* _What the exercise asks_
Among the entries that follow, the required portion opens with the line containing "let lender_a = offers" and closes with the line containing "assert_eq!(lender_b.considered_property_value, 10_700_000.0);". Give that portion again exactly, and nothing else.

### The input

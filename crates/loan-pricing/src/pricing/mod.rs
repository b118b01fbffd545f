//! Loan eligibility and dynamic pricing.
//!
//! Given an applicant, an optional co-applicant and a property, the engine
//! computes each lender's maximum loan, EMI, tenure and applicable interest
//! rate from lender-specific underwriting rules and a tiered rate table, and
//! keeps exactly one active offer per (applicant, lender).

pub mod amortization;
pub mod credit;
pub mod domain;
pub mod engine;
pub mod lenders;
pub mod offers;
pub mod rates;
pub mod router;
pub mod service;

#[cfg(test)]
mod tests;

pub use credit::{CreditProfile, CreditProfileEstimator};
pub use domain::{
    Applicant, ApplicantId, EmployerType, EmploymentClass, EmploymentProfile, GstCharge,
    IncomeRecord, Lender, LoanApplication, LoanOffer, Property, PropertyRecord, PropertyStatus,
};
pub use engine::EligibilityEngine;
pub use lenders::{
    calculator_for, BankEligibilityCalculator, BorrowerCapacity, EligibilityBreakdown,
    LenderACalculator, LenderBCalculator,
};
pub use offers::{InMemoryOfferStore, OfferStore, OfferStoreError, WriteDeadline};
pub use rates::{
    load_rate_table_csv, load_rate_table_path, InMemoryRateTable, RateQuote, RateRangeConfig,
    RateRangeDraft, RateRangeValidationError, RateResolver, RateTable, RateTableError,
    RateTableLoadError,
};
pub use router::{pricing_router, OffersResponse};
pub use service::{PricingService, PricingServiceError};
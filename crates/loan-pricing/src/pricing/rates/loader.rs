use std::io::Read;
use std::path::Path;

use serde::{Deserialize, Deserializer};

use super::{InMemoryRateTable, RateRangeDraft, RateRangeValidationError};
use crate::pricing::domain::Lender;

const IMPORT_ACTOR: &str = "csv-import";

#[derive(Debug, thiserror::Error)]
pub enum RateTableLoadError {
    #[error("failed to read rate table export: {0}")]
    Io(#[from] std::io::Error),
    #[error("invalid rate table CSV data: {0}")]
    Csv(#[from] csv::Error),
    #[error("line {line}: unknown lender '{value}'")]
    UnknownLender { line: usize, value: String },
    #[error("line {line}: {source}")]
    Invalid {
        line: usize,
        #[source]
        source: RateRangeValidationError,
    },
}

pub fn load_rate_table_path<P: AsRef<Path>>(
    path: P,
) -> Result<InMemoryRateTable, RateTableLoadError> {
    let file = std::fs::File::open(path)?;
    load_rate_table_csv(file)
}

/// Parses a rate table export. Every row goes through the same validation as an
/// administrative save; the first bad row aborts the load.
pub fn load_rate_table_csv<R: Read>(reader: R) -> Result<InMemoryRateTable, RateTableLoadError> {
    let table = InMemoryRateTable::new();
    load_rows_into(&table, reader, IMPORT_ACTOR)?;
    Ok(table)
}

pub(super) fn load_rows_into<R: Read>(
    table: &InMemoryRateTable,
    reader: R,
    actor: &str,
) -> Result<(), RateTableLoadError> {
    let mut csv_reader = csv::ReaderBuilder::new()
        .trim(csv::Trim::All)
        .from_reader(reader);

    for (index, record) in csv_reader.deserialize::<RateRow>().enumerate() {
        let row = record?;
        let line = index + 2;
        let lender = Lender::parse(&row.lender).ok_or_else(|| RateTableLoadError::UnknownLender {
            line,
            value: row.lender.clone(),
        })?;

        let draft = RateRangeDraft {
            lender,
            cibil_min: row.cibil_min,
            cibil_max: row.cibil_max,
            amount_min: row.amount_min,
            amount_max: row.amount_max,
            rate_salaried: row.rate_salaried,
            rate_non_salaried: row.rate_non_salaried,
            processing_fee: row.processing_fee,
            active: row.active.unwrap_or(true),
        };

        table
            .save(draft, actor)
            .map_err(|source| RateTableLoadError::Invalid { line, source })?;
    }

    Ok(())
}

#[derive(Debug, Deserialize)]
struct RateRow {
    lender: String,
    cibil_min: u16,
    cibil_max: u16,
    amount_min: f64,
    amount_max: f64,
    rate_salaried: f64,
    rate_non_salaried: f64,
    #[serde(default, deserialize_with = "empty_as_none")]
    processing_fee: Option<f64>,
    #[serde(default, deserialize_with = "parse_flag")]
    active: Option<bool>,
}

fn empty_as_none<'de, D>(deserializer: D) -> Result<Option<f64>, D::Error>
where
    D: Deserializer<'de>,
{
    let raw = Option::<String>::deserialize(deserializer)?;
    match raw.as_deref().map(str::trim) {
        None | Some("") => Ok(None),
        Some(value) => value
            .parse::<f64>()
            .map(Some)
            .map_err(serde::de::Error::custom),
    }
}

fn parse_flag<'de, D>(deserializer: D) -> Result<Option<bool>, D::Error>
where
    D: Deserializer<'de>,
{
    let raw = Option::<String>::deserialize(deserializer)?;
    match raw.as_deref().map(|value| value.trim().to_ascii_lowercase()) {
        None => Ok(None),
        Some(value) => match value.as_str() {
            "" => Ok(None),
            "1" | "true" | "yes" | "y" => Ok(Some(true)),
            "0" | "false" | "no" | "n" => Ok(Some(false)),
            other => Err(serde::de::Error::custom(format_args!(
                "expected boolean flag, got '{other}'"
            ))),
        },
    }
}
use super::common::*;
use crate::config::PricingConfig;
use crate::pricing::domain::{EmploymentClass, Lender, LoanApplication, PropertyRecord};
use crate::pricing::lenders::LenderACalculator;
use crate::pricing::offers::{OfferStore, OfferStoreError};
use crate::pricing::service::PricingServiceError;
use std::sync::Arc;
use std::thread;
use std::time::Duration;

#[test]
fn household_is_priced_for_every_lender() {
    let service = service_with(Arc::new(ScriptedOfferStore::default()));
    let offers = service.price_application(
        &applicant_id("app-100"),
        &household_application(),
        pricing_date(),
    );

    assert_eq!(offers.len(), 2);
    let lender_a = offers
        .iter()
        .find(|offer| offer.lender == Lender::LenderA)
        .expect("lender A priced");
    assert_eq!(lender_a.considered_property_value, 11_700_000.0);
    assert_eq!(lender_a.ltv_percent, 75.0);
    assert_eq!(lender_a.applicant_tenure_years, 29);
    assert_eq!(lender_a.co_applicant_tenure_years, 29);
    assert!(lender_a.loan_eligibility > 0.0);
    assert!(
        lender_a.loan_eligibility
            <= 11_700_000.0 * LenderACalculator::ltv_percent(11_700_000.0) / 100.0
    );
    assert_eq!(
        lender_a.own_contribution,
        lender_a.considered_property_value - lender_a.loan_eligibility
    );

    let lender_b = offers
        .iter()
        .find(|offer| offer.lender == Lender::LenderB)
        .expect("lender B priced");
    assert_eq!(lender_b.considered_property_value, 10_700_000.0);
    assert_eq!(lender_b.applicant_tenure_years, 30);
    assert_eq!(lender_b.employment_class, EmploymentClass::Salaried);
}

#[test]
fn stored_offers_are_preferred_over_recomputation() {
    let store = Arc::new(ScriptedOfferStore::default());
    let service = service_with(store.clone());
    let id = applicant_id("app-200");

    let first = service
        .offers(&id, &household_application())
        .expect("priced and stored");
    assert_eq!(store.writes(), 1);

    // Upstream inputs changed, but without a recompute trigger the stored set wins.
    let mut changed = household_application();
    changed.applicant.gross_salary = Some(250_000.0);
    let second = service.offers(&id, &changed).expect("served from store");

    assert_eq!(store.writes(), 1);
    assert_eq!(first, second);
}

#[test]
fn reprice_replaces_the_stored_set() {
    let store = Arc::new(ScriptedOfferStore::default());
    let service = service_with(store.clone());
    let id = applicant_id("app-300");

    let before = service
        .offers(&id, &household_application())
        .expect("priced");

    let mut changed = household_application();
    changed.co_applicant = None;
    let after = service.reprice(&id, &changed).expect("repriced");

    assert_eq!(store.writes(), 2);
    assert_eq!(after.len(), 2);
    for (old, new) in before.iter().zip(after.iter()) {
        assert_eq!(old.lender, new.lender);
        assert!(new.loan_eligibility <= old.loan_eligibility);
        assert_eq!(new.co_applicant_emi, 0.0);
    }
    assert_eq!(store.active_offers(&id).expect("readable"), after);
}

#[test]
fn persistence_outage_surfaces_as_offer_not_saved() {
    let store = Arc::new(ScriptedOfferStore::default());
    let service = service_with(store.clone());
    let id = applicant_id("app-400");

    let original = service
        .offers(&id, &household_application())
        .expect("priced");

    store.set_offline(true);
    match service.reprice(&id, &household_application()) {
        Err(err @ PricingServiceError::OfferNotSaved(OfferStoreError::Unavailable(_))) => {
            assert!(err.is_retryable());
        }
        other => panic!("expected offer-not-saved, got {other:?}"),
    }

    store.set_offline(false);
    assert_eq!(service.stored_offers(&id).expect("readable"), original);
}

#[test]
fn missing_upstream_data_still_yields_offers() {
    let service = service_with(Arc::new(ScriptedOfferStore::default()));
    let empty = LoanApplication::default();

    let offers = service
        .offers(&applicant_id("app-500"), &empty)
        .expect("degenerate offers stored");

    assert_eq!(offers.len(), 2);
    for offer in offers {
        assert_eq!(offer.loan_eligibility, 0.0);
        assert_eq!(offer.total_emi, 0.0);
        assert_eq!(offer.interest_rate.split('.').nth(1).map(str::len), Some(2));
    }
}

#[test]
fn concurrent_requests_for_one_applicant_price_once() {
    let store = Arc::new(ScriptedOfferStore::default());
    let service = Arc::new(service_with(store.clone()));
    let id = applicant_id("app-600");

    let handles: Vec<_> = (0..8)
        .map(|_| {
            let service = Arc::clone(&service);
            let id = id.clone();
            thread::spawn(move || service.offers(&id, &household_application()))
        })
        .collect();

    let results: Vec<_> = handles
        .into_iter()
        .map(|handle| handle.join().expect("thread completes").expect("offers"))
        .collect();

    assert_eq!(store.writes(), 1);
    assert!(results.windows(2).all(|pair| pair[0] == pair[1]));
}

#[test]
fn rate_quote_is_a_pure_read() {
    let store = Arc::new(ScriptedOfferStore::default());
    let service = service_with(store.clone());

    let quote = service.quote_rate(Lender::LenderA, 780, 2_000_000.0, EmploymentClass::Salaried);
    assert_eq!(quote.rate_percent, 8.50);
    assert!(!quote.is_default);

    let fallback = service.quote_rate(
        Lender::LenderA,
        780,
        500_000_000.0,
        EmploymentClass::Salaried,
    );
    assert!(fallback.is_default);
    assert_eq!(fallback.rate_percent, 8.8);

    assert_eq!(store.writes(), 0);
}

#[test]
fn unset_property_value_uses_sentinel() {
    let service = service_with(Arc::new(ScriptedOfferStore::default()));
    let mut application = household_application();
    application.property = PropertyRecord::default();

    let offers = service.price_application(&applicant_id("app-700"), &application, pricing_date());
    let lender_a = &offers[0];
    assert_eq!(lender_a.lender, Lender::LenderA);
    assert_eq!(lender_a.considered_property_value, 999_999_999.0);
    let ltv_cap = lender_a.considered_property_value * 0.75;
    assert!(lender_a.loan_eligibility < ltv_cap);
}

#[test]
fn write_past_the_store_timeout_is_not_committed() {
    let store = Arc::new(ScriptedOfferStore::default());
    let service = service_with_config(
        store.clone(),
        PricingConfig {
            store_timeout: Duration::ZERO,
            ..PricingConfig::default()
        },
    );
    let id = applicant_id("app-800");

    match service.reprice(&id, &household_application()) {
        Err(err @ PricingServiceError::OfferNotSaved(OfferStoreError::Timeout(0))) => {
            assert!(err.is_retryable());
        }
        other => panic!("expected a timed-out write, got {other:?}"),
    }
    assert_eq!(store.writes(), 0);
    assert!(store.active_offers(&id).expect("readable").is_empty());
}

#[test]
fn applicant_locks_do_not_accumulate() {
    let service = service_with(Arc::new(ScriptedOfferStore::default()));

    let application = LoanApplication::default();
    for n in 0..1_000 {
        let id = applicant_id(&format!("app-9{n:03}"));
        service.offers(&id, &application).expect("priced");
    }

    assert_eq!(service.applicants_in_flight(), 0);
}
use loan_pricing_api::run;

#[tokio::main]
async fn main() {
    if let Err(err) = run().await {
        eprintln!("application error: {err}");
        std::process::exit(1);
    }
}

######

* _Result of this task_
    let lender_a = offers
        .iter()
        .find(|offer| offer.lender == Lender::LenderA)
        .expect("lender A priced");
    assert_eq!(lender_a.considered_property_value, 11_700_000.0);
    assert_eq!(lender_a.ltv_percent, 75.0);
    assert_eq!(lender_a.applicant_tenure_years, 29);
    assert_eq!(lender_a.co_applicant_tenure_years, 29);
    assert!(lender_a.loan_eligibility > 0.0);
    assert!(
        lender_a.loan_eligibility
            <= 11_700_000.0 * LenderACalculator::ltv_percent(11_700_000.0) / 100.0
    );
    assert_eq!(
        lender_a.own_contribution,
        lender_a.considered_property_value - lender_a.loan_eligibility
    );

    let lender_b = offers
        .iter()
        .find(|offer| offer.lender == Lender::LenderB)
        .expect("lender B priced");
    assert_eq!(lender_b.considered_property_value, 10_700_000.0);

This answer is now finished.